◆ Task
Once the line containing "pub enum BlockingError" has been written out, stop; until then, restate each line of the entries below word for word from the first.

◆ Provided material
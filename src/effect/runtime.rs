//! Shared host runtime.
//!
//! The engine never blocks; it only awaits. Synchronous callers still need
//! somewhere to drive a run, so this module keeps one lazily built
//! multi-thread tokio runtime for the whole process and a blocking entry
//! point that reuses the caller's runtime when there is one.
//!
//! - Outside any runtime: the global runtime's `block_on` is used.
//! - Inside a multi-thread runtime: `block_in_place` on the current handle.
//! - Inside a current-thread runtime: blocking is impossible and
//!   [`BlockingError::CurrentThreadRuntime`] is returned.
//!
//! # Examples
//!
//! ```rust
//! use lambars_aff::effect::runtime::try_run_blocking;
//!
//! let answer = try_run_blocking(async { 6 * 7 });
//! assert_eq!(answer, Ok(42));
//! ```

use std::future::Future;
use std::sync::LazyLock;

use tokio::runtime::{Builder, Handle, Runtime, RuntimeFlavor};

use super::aff::Aff;
use super::environment::Environment;
use super::error::{Error, Outcome};

static GLOBAL_RUNTIME: LazyLock<Runtime> = LazyLock::new(|| {
    tracing::debug!(workers = num_cpus::get(), "starting shared runtime");
    Builder::new_multi_thread()
        .worker_threads(num_cpus::get())
        .thread_name("lambars-aff")
        .enable_all()
        .build()
        .expect("Failed to create the shared tokio runtime")
});

/// Returns the process-wide runtime, building it on first use.
#[inline]
#[must_use]
pub fn global() -> &'static Runtime {
    &GLOBAL_RUNTIME
}

/// Returns the current runtime's handle, or the global runtime's outside one.
#[must_use]
pub fn handle() -> Handle {
    Handle::try_current().unwrap_or_else(|_| global().handle().clone())
}

/// Why a future could not be driven to completion synchronously.
#[derive(Debug, Clone, Copy, PartialEq, Eq, thiserror::Error)]
pub enum BlockingError {
    /// `block_in_place` is unavailable on a current-thread runtime.
    #[error(
        "cannot block inside a current-thread runtime: \
         block_in_place is only supported in multi-thread runtimes"
    )]
    CurrentThreadRuntime,

    /// The runtime flavor is not one this module knows how to block on.
    #[error("cannot block: the runtime flavor is not supported")]
    UnsupportedRuntimeFlavor,
}

/// Drives `future` to completion on the current thread.
///
/// # Errors
///
/// Returns [`BlockingError::CurrentThreadRuntime`] when called from inside a
/// current-thread runtime.
pub fn try_run_blocking<F, T>(future: F) -> Result<T, BlockingError>
where
    F: Future<Output = T>,
{
    let Ok(current) = Handle::try_current() else {
        return Ok(global().block_on(future));
    };
    match current.runtime_flavor() {
        RuntimeFlavor::MultiThread => Ok(tokio::task::block_in_place(|| current.block_on(future))),
        RuntimeFlavor::CurrentThread => Err(BlockingError::CurrentThreadRuntime),
        _ => Err(BlockingError::UnsupportedRuntimeFlavor),
    }
}

/// Drives `future` to completion on the current thread.
///
/// # Panics
///
/// Panics when called from inside a current-thread runtime.
pub fn run_blocking<F, T>(future: F) -> T
where
    F: Future<Output = T>,
{
    try_run_blocking(future).expect("run_blocking failed")
}

impl<A, Env> Aff<A, Env>
where
    A: Send + 'static,
    Env: Send + Sync + 'static,
{
    /// Runs the effect to completion from synchronous code.
    ///
    /// When blocking is impossible on the calling thread the effect is not
    /// run and the [`BlockingError`] is returned as a domain failure.
    pub fn run_blocking(self, environment: &Environment<Env>) -> Outcome<A> {
        try_run_blocking(self.run(environment)).unwrap_or_else(|error| Err(Error::domain(error)))
    }
}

◆ Solution for this problem
filename src/effect/runtime.rs
//! Shared host runtime.
//!
//! The engine never blocks; it only awaits. Synchronous callers still need
//! somewhere to drive a run, so this module keeps one lazily built
//! multi-thread tokio runtime for the whole process and a blocking entry
//! point that reuses the caller's runtime when there is one.
//!
//! - Outside any runtime: the global runtime's `block_on` is used.
//! - Inside a multi-thread runtime: `block_in_place` on the current handle.
//! - Inside a current-thread runtime: blocking is impossible and
//!   [`BlockingError::CurrentThreadRuntime`] is returned.
//!
//! # Examples
//!
//! ```rust
//! use lambars_aff::effect::runtime::try_run_blocking;
//!
//! let answer = try_run_blocking(async { 6 * 7 });
//! assert_eq!(answer, Ok(42));
//! ```

use std::future::Future;
use std::sync::LazyLock;

use tokio::runtime::{Builder, Handle, Runtime, RuntimeFlavor};

use super::aff::Aff;
use super::environment::Environment;
use super::error::{Error, Outcome};

static GLOBAL_RUNTIME: LazyLock<Runtime> = LazyLock::new(|| {
    tracing::debug!(workers = num_cpus::get(), "starting shared runtime");
    Builder::new_multi_thread()
        .worker_threads(num_cpus::get())
        .thread_name("lambars-aff")
        .enable_all()
        .build()
        .expect("Failed to create the shared tokio runtime")
});

/// Returns the process-wide runtime, building it on first use.
#[inline]
#[must_use]
pub fn global() -> &'static Runtime {
    &GLOBAL_RUNTIME
}

/// Returns the current runtime's handle, or the global runtime's outside one.
#[must_use]
pub fn handle() -> Handle {
    Handle::try_current().unwrap_or_else(|_| global().handle().clone())
}

/// Why a future could not be driven to completion synchronously.
#[derive(Debug, Clone, Copy, PartialEq, Eq, thiserror::Error)]
pub enum BlockingError {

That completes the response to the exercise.